== WORK TO BE COMPLETED ==
Within the records below, find each line that holds the string "NaiveDate", then copy it.

== SUPPLIED MATERIAL ==
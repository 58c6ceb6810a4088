use chrono::{Datelike, NaiveDate};

const FOUR_DIGIT_YEAR: [&str; 4] = ["%d/%m/%Y", "%Y-%m-%d", "%d-%m-%Y", "%d.%m.%Y"];
const TWO_DIGIT_YEAR: [&str; 3] = ["%d/%m/%y", "%d-%m-%y", "%d.%m.%y"];

/// Parses a day-first date, trying `format` before the common layouts.
///
/// `%Y` accepts "24" as the year 24, so a four-digit-year match below 1000 is
/// discarded and the two-digit-year layouts get their own pass. Statement and
/// ledger both go through here so the same text always yields the same date.
pub fn parse_day_first_date(s: &str, format: &str) -> Option<NaiveDate> {
    let s = s.trim();
    if s.is_empty() {
        return None;
    }
    std::iter::once(format)
        .chain(FOUR_DIGIT_YEAR)
        .filter_map(|fmt| NaiveDate::parse_from_str(s, fmt).ok())
        .find(|d| d.year() >= 1000)
        .or_else(|| {
            TWO_DIGIT_YEAR
                .iter()
                .find_map(|fmt| NaiveDate::parse_from_str(s, fmt).ok())
        })
}

#[cfg(test)]
mod tests {
    use super::*;

    fn date(y: i32, m: u32, d: u32) -> NaiveDate {
        NaiveDate::from_ymd_opt(y, m, d).unwrap()
    }

    #[test]
    fn four_digit_year() {
        assert_eq!(parse_day_first_date("01/03/2024", "%d/%m/%Y"), Some(date(2024, 3, 1)));
        assert_eq!(parse_day_first_date("2024-03-01", "%d/%m/%Y"), Some(date(2024, 3, 1)));
        assert_eq!(parse_day_first_date("01.03.2024", "%d/%m/%Y"), Some(date(2024, 3, 1)));
    }

    #[test]
    fn two_digit_year_is_not_year_24() {
        assert_eq!(parse_day_first_date("01/03/24", "%d/%m/%Y"), Some(date(2024, 3, 1)));
        assert_eq!(parse_day_first_date("01-03-24", "%d/%m/%Y"), Some(date(2024, 3, 1)));
    }

    #[test]
    fn configured_format_wins() {
        assert_eq!(parse_day_first_date("2024/01/03", "%Y/%d/%m"), Some(date(2024, 3, 1)));
    }

    #[test]
    fn invalid() {
        assert_eq!(parse_day_first_date("", "%d/%m/%Y"), None);
        assert_eq!(parse_day_first_date("31/02/2024", "%d/%m/%Y"), None);
        assert_eq!(parse_day_first_date("ontem", "%d/%m/%Y"), None);
    }
}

== WRITTEN SOLUTION ==
use chrono::{Datelike, NaiveDate};
pub fn parse_day_first_date(s: &str, format: &str) -> Option<NaiveDate> {
        .filter_map(|fmt| NaiveDate::parse_from_str(s, fmt).ok())
                .find_map(|fmt| NaiveDate::parse_from_str(s, fmt).ok())
    fn date(y: i32, m: u32, d: u32) -> NaiveDate {
        NaiveDate::from_ymd_opt(y, m, d).unwrap()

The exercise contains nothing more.